Standard two-electrode voltage-clamp techniques were used to investigate some of the pharmacological and functional properties of two types of rat neuronal nicotinic acetylcholine receptors expressed in Xenopus oocytes after pairwise injection of alpha-3-beta-4 or alpha-3-beta-2 mRNAs. Currents of several mu-A amplitude were elicited by fast application of micromolar concentrations of either acetylcholine (ACh) or 1,1-dimethyl-4-piperazine (DMPP).
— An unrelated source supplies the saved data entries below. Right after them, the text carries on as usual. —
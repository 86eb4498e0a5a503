// Main entry point for the control plane: dispatcher HTTP surface,
// orchestrator, and response consumer in one process.

use std::sync::Arc;

use anyhow::{Context, Result};
use pgbus::MessageBus;
use server_core::consumer::ResponseConsumer;
use server_core::orchestrator::Orchestrator;
use server_core::server::build_app;
use server_core::{Config, ServerDeps};
use slack::{SlackClient, SlackOptions};
use sqlx::postgres::PgPoolOptions;
use tokio_util::sync::CancellationToken;
use tracing_subscriber::{layer::SubscriberExt, util::SubscriberInitExt};

#[tokio::main]
async fn main() -> Result<()> {
    // Initialize logging
    tracing_subscriber::registry()
        .with(
            tracing_subscriber::EnvFilter::try_from_default_env()
                .unwrap_or_else(|_| "info,server_core=debug,sqlx=warn".into()),
        )
        .with(tracing_subscriber::fmt::layer())
        .init();

    tracing::info!("Starting code-agent control plane");

    let config = Config::from_env().context("Failed to load configuration")?;
    tracing::info!("Configuration loaded");

    tracing::info!("Connecting to database...");
    let pool = PgPoolOptions::new()
        .max_connections(10)
        .connect(&config.database_url)
        .await
        .context("Failed to connect to database")?;
    tracing::info!("Database connected");

    let bus = MessageBus::new(pool.clone());
    tracing::info!("Running bus migrations...");
    bus.migrate().await.context("Failed to run bus migrations")?;
    tracing::info!("Migrations complete");

    let slack = SlackClient::new(SlackOptions {
        bot_token: config.slack_bot_token.clone(),
        signing_secret: config.slack_signing_secret.clone(),
    })
    .context("Failed to create chat client")?;

    let port = config.port;
    let deps = ServerDeps::new(pool, bus, slack, config);

    let shutdown = CancellationToken::new();
    spawn_signal_handler(shutdown.clone());

    let kube_client = kube::Client::try_default()
        .await
        .context("Failed to create Kubernetes client")?;
    let orchestrator = Arc::new(Orchestrator::new(deps.clone(), kube_client));
    let orchestrator_handle = tokio::spawn(orchestrator.run(shutdown.clone()));

    let consumer = Arc::new(ResponseConsumer::new(deps.clone()));
    let consumer_handle = tokio::spawn(consumer.run(shutdown.clone()));

    let app = build_app(deps);
    let addr = format!("0.0.0.0:{port}");
    tracing::info!("Starting server on {}", addr);
    tracing::info!("Events endpoint: http://localhost:{}/events", port);
    tracing::info!("Health check: http://localhost:{}/health", port);

    let listener = tokio::net::TcpListener::bind(&addr)
        .await
        .context("Failed to bind to address")?;

    let server_shutdown = shutdown.clone();
    axum::serve(listener, app)
        .with_graceful_shutdown(async move { server_shutdown.cancelled().await })
        .await
        .context("Server error")?;

    shutdown.cancel();
    orchestrator_handle.await??;
    consumer_handle.await??;

    tracing::info!("Control plane stopped");
    Ok(())
}

fn spawn_signal_handler(shutdown: CancellationToken) {
    tokio::spawn(async move {
        let mut sigterm =
            match tokio::signal::unix::signal(tokio::signal::unix::SignalKind::terminate()) {
                Ok(signal) => signal,
                Err(e) => {
                    tracing::error!(error = %e, "failed to install SIGTERM handler");
                    return;
                }
            };
        tokio::select! {
            _ = tokio::signal::ctrl_c() => {}
            _ = sigterm.recv() => {}
        }
        tracing::info!("received shutdown signal");
        shutdown.cancel();
    });
}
The activation of either receptor type by DMPP showed cooperativity (Hill coefficient, n greater-than-or-equal-to 1.7) with a half-maximal activation concentration (EC50) of 15-30-mu-M. In alpha-3-beta-4 receptors, ACh displayed cooperativity (n = 1.8) but was less efficacious than DMPP, yet its EC50 was about equal to that of DMPP. Finally, in alpha-3-beta-2 receptors, ACh was much less efficacious and had a much lower EC50. Desensitization induced by either DMPP or ACh was slow in alpha-3-beta-4 nicotinic ACh receptors but was rapid and extensive in alpha-3-beta-2 receptors, causing a significant proportion of the response to wane within the first few seconds of agonist application.